* _DATA FOR PROCESSING_:
-- -- --
//! Configuration management for the resume parser

use crate::error::{Result, ResumeParserError};
use serde::{Deserialize, Serialize};
use std::path::{Path, PathBuf};
use std::time::Duration;

#[derive(Debug, Clone, Serialize, Deserialize)]
pub struct Config {
    pub models: ModelConfig,
    pub extraction: ExtractionConfig,
    pub skills: SkillConfig,
    pub generative: GenerativeConfig,
    pub output: OutputConfig,
}

#[derive(Debug, Clone, Serialize, Deserialize)]
pub struct ModelConfig {
    pub models_dir: PathBuf,
    /// Model2Vec embedding model used for keyphrases and semantic similarity
    pub embedding_model: Option<String>,
    /// Token-classification model tried first for names and skill entities
    pub ner_model: Option<String>,
    /// Second token-classification model, only consulted for the candidate name
    pub secondary_ner_model: Option<String>,
    /// Causal LM driving the generative extraction path
    pub generator_model: Option<String>,
    pub available_models: Vec<AvailableModel>,
}

#[derive(Debug, Clone, Serialize, Deserialize)]
pub struct AvailableModel {
    pub name: String,
    pub repo_id: String,
    pub model_type: ModelType,
    pub size_mb: u64,
    pub description: String,
}

#[derive(Debug, Clone, Copy, PartialEq, Eq, Serialize, Deserialize)]
pub enum ModelType {
    Embedding,
    Ner,
    LLM,
}

#[derive(Debug, Clone, Copy, PartialEq, Eq, Serialize, Deserialize)]
#[serde(rename_all = "snake_case")]
pub enum Strategy {
    RuleBased,
    Generative,
    Auto,
}

#[derive(Debug, Clone, Serialize, Deserialize)]
pub struct ExtractionConfig {
    pub strategy: Strategy,
    /// Leading lines searched for email, phone, contact links and location
    pub header_lines: usize,
    /// Leading lines searched by the capitalised-name heuristic
    pub name_scan_lines: usize,
}

#[derive(Debug, Clone, Serialize, Deserialize)]
pub struct SkillConfig {
    /// Flat keyword file (one term per line, or CSV with a header row)
    pub vocabulary_path: Option<PathBuf>,
    pub similarity_threshold: f32,
    pub keyphrase_top_n: usize,
    pub keyphrase_diversity: f32,
    pub max_ngram: usize,
}

#[derive(Debug, Clone, Serialize, Deserialize)]
pub struct GenerativeConfig {
    pub temperature: f64,
    pub top_p: Option<f64>,
    pub max_tokens: usize,
    pub seed: u64,
    /// Experience units per chunk in the chunked fallback
    pub chunk_size: usize,
    /// Pause between sequential model calls in the chunked fallback
    pub rate_limit_ms: u64,
    /// Head size used when the document has no experience heading
    pub head_line_limit: usize,
}

#[derive(Debug, Clone, Serialize, Deserialize)]
pub struct OutputConfig {
    pub format: OutputFormat,
    pub color_output: bool,
    pub pretty_json: bool,
}

#[derive(Debug, Clone, Copy, PartialEq, Eq, Serialize, Deserialize)]
pub enum OutputFormat {
    Console,
    Json,
    Markdown,
}

impl Default for Config {
    fn default() -> Self {
        let models_dir = dirs::home_dir()
            .unwrap_or_else(|| PathBuf::from("."))
            .join(".resume-parser")
            .join("models");

        Self {
            models: ModelConfig {
                models_dir,
                embedding_model: Some("minishlab/potion-base-8M".to_string()),
                ner_model: Some("dslim/bert-base-NER".to_string()),
                secondary_ner_model: None,
                generator_model: Some("microsoft/Phi-3-mini-4k-instruct".to_string()),
                available_models: vec![
                    AvailableModel {
                        name: "potion-base-8M".to_string(),
                        repo_id: "minishlab/potion-base-8M".to_string(),
                        model_type: ModelType::Embedding,
                        size_mb: 33,
                        description: "Fast Model2Vec static embeddings".to_string(),
                    },
                    AvailableModel {
                        name: "m2v-base".to_string(),
                        repo_id: "minishlab/M2V_base_output".to_string(),
                        model_type: ModelType::Embedding,
                        size_mb: 90,
                        description: "Model2Vec base embeddings model".to_string(),
                    },
                    AvailableModel {
                        name: "bert-base-ner".to_string(),
                        repo_id: "dslim/bert-base-NER".to_string(),
                        model_type: ModelType::Ner,
                        size_mb: 430,
                        description: "BERT token classifier for PER/ORG/LOC/MISC".to_string(),
                    },
                    AvailableModel {
                        name: "bert-large-ner".to_string(),
                        repo_id: "dbmdz/bert-large-cased-finetuned-conll03-english".to_string(),
                        model_type: ModelType::Ner,
                        size_mb: 1330,
                        description: "Larger CoNLL-03 token classifier".to_string(),
                    },
                    AvailableModel {
                        name: "phi-3-mini".to_string(),
                        repo_id: "microsoft/Phi-3-mini-4k-instruct".to_string(),
                        model_type: ModelType::LLM,
                        size_mb: 7600,
                        description: "Small instruction model for JSON extraction".to_string(),
                    },
                    AvailableModel {
                        name: "llama-3.2-3b".to_string(),
                        repo_id: "meta-llama/Llama-3.2-3B-Instruct".to_string(),
                        model_type: ModelType::LLM,
                        size_mb: 6400,
                        description: "Llama instruction model".to_string(),
                    },
                ],
            },
            extraction: ExtractionConfig {
                strategy: Strategy::RuleBased,
                header_lines: 10,
                name_scan_lines: 5,
            },
            skills: SkillConfig {
                vocabulary_path: None,
                similarity_threshold: 0.85,
                keyphrase_top_n: 10,
                keyphrase_diversity: 0.7,
                max_ngram: 3,
            },
            generative: GenerativeConfig {
                temperature: 0.1,
                top_p: None,
                max_tokens: 1024,
                seed: 42,
                chunk_size: 3,
                rate_limit_ms: 1000,
                head_line_limit: 15,
            },
            output: OutputConfig {
                format: OutputFormat::Console,
                color_output: true,
                pretty_json: true,
            },
        }
    }
}

impl GenerativeConfig {
    pub fn rate_limit(&self) -> Duration {
        Duration::from_millis(self.rate_limit_ms)
    }
}

impl Config {
    /// Load from the default location, writing defaults on first run
    pub fn load() -> Result<Self> {
        let config_path = Self::config_path();

        if config_path.exists() {
            Self::load_from(&config_path)
        } else {
            let config = Self::default();
            config.save()?;
            Ok(config)
        }
    }

    pub fn load_from(path: &Path) -> Result<Self> {
        let content = std::fs::read_to_string(path)?;
        let config: Config = toml::from_str(&content).map_err(|e| {
            ResumeParserError::Configuration(format!("Failed to parse {}: {}", path.display(), e))
        })?;
        config.validate()?;
        Ok(config)
    }

    pub fn save(&self) -> Result<()> {
        self.save_to(&Self::config_path())
    }

    pub fn save_to(&self, path: &Path) -> Result<()> {
        if let Some(parent) = path.parent() {
            std::fs::create_dir_all(parent)?;
        }

        std::fs::write(path, self.to_toml()?)?;
        Ok(())
    }

    pub fn to_toml(&self) -> Result<String> {
        toml::to_string_pretty(self)
            .map_err(|e| ResumeParserError::Configuration(format!("Failed to serialize config: {}", e)))
    }

    pub fn config_path() -> PathBuf {
        dirs::config_dir()
            .unwrap_or_else(|| dirs::home_dir().unwrap_or_else(|| PathBuf::from(".")))
            .join("resume-parser")
            .join("config.toml")
    }

    pub fn validate(&self) -> Result<()> {
        if self.generative.chunk_size == 0 {
            return Err(ResumeParserError::Configuration(
                "generative.chunk_size must be at least 1".to_string(),
            ));
        }
        if !(0.0..=1.0).contains(&self.skills.similarity_threshold) {
            return Err(ResumeParserError::Configuration(format!(
                "skills.similarity_threshold must be within [0, 1], got {}",
                self.skills.similarity_threshold
            )));
        }
        if self.skills.max_ngram == 0 {
            return Err(ResumeParserError::Configuration(
                "skills.max_ngram must be at least 1".to_string(),
            ));
        }
        Ok(())
    }

    pub fn models_dir(&self) -> &PathBuf {
        &self.models.models_dir
    }

    pub fn get_model_by_name(&self, name: &str) -> Option<&AvailableModel> {
        self.models
            .available_models
            .iter()
            .find(|m| m.name == name || m.repo_id == name)
    }

    pub fn list_models(&self, model_type: ModelType) -> Vec<&AvailableModel> {
        self.models
            .available_models
            .iter()
            .filter(|m| m.model_type == model_type)
            .collect()
    }
}

#[cfg(test)]
mod tests {
    use super::*;
    use tempfile::TempDir;

    #[test]
    fn test_default_config_is_valid() {
        let config = Config::default();
        assert!(config.validate().is_ok());
        assert_eq!(config.extraction.strategy, Strategy::RuleBased);
        assert_eq!(config.skills.similarity_threshold, 0.85);
        assert_eq!(config.extraction.header_lines, 10);
    }

    #[test]
    fn test_save_and_load_roundtrip() {
        let dir = TempDir::new().unwrap();
        let path = dir.path().join("nested").join("config.toml");

        let mut config = Config::default();
        config.extraction.strategy = Strategy::Auto;
        config.generative.chunk_size = 5;
        config.save_to(&path).unwrap();

        let loaded = Config::load_from(&path).unwrap();
        assert_eq!(loaded.extraction.strategy, Strategy::Auto);
        assert_eq!(loaded.generative.chunk_size, 5);
    }

    #[test]
    fn test_invalid_chunk_size_rejected() {
        let dir = TempDir::new().unwrap();
        let path = dir.path().join("config.toml");

        let mut config = Config::default();
        config.generative.chunk_size = 0;
        config.save_to(&path).unwrap();

        assert!(matches!(
            Config::load_from(&path),
            Err(ResumeParserError::Configuration(_))
        ));
    }

    #[test]
    fn test_model_lookup_by_name_or_repo() {
        let config = Config::default();
        assert!(config.get_model_by_name("bert-base-ner").is_some());
        assert!(config.get_model_by_name("dslim/bert-base-NER").is_some());
        assert!(config.get_model_by_name("nope").is_none());
        assert_eq!(config.list_models(ModelType::Embedding).len(), 2);
    }
}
-- -- --
* _TASK BRIEF_: Where does the string "OutputFormat" occur in the material? Copy every line where it does.

* _RESULT OF THIS TASK_:
    pub format: OutputFormat,
pub enum OutputFormat {
                format: OutputFormat::Console,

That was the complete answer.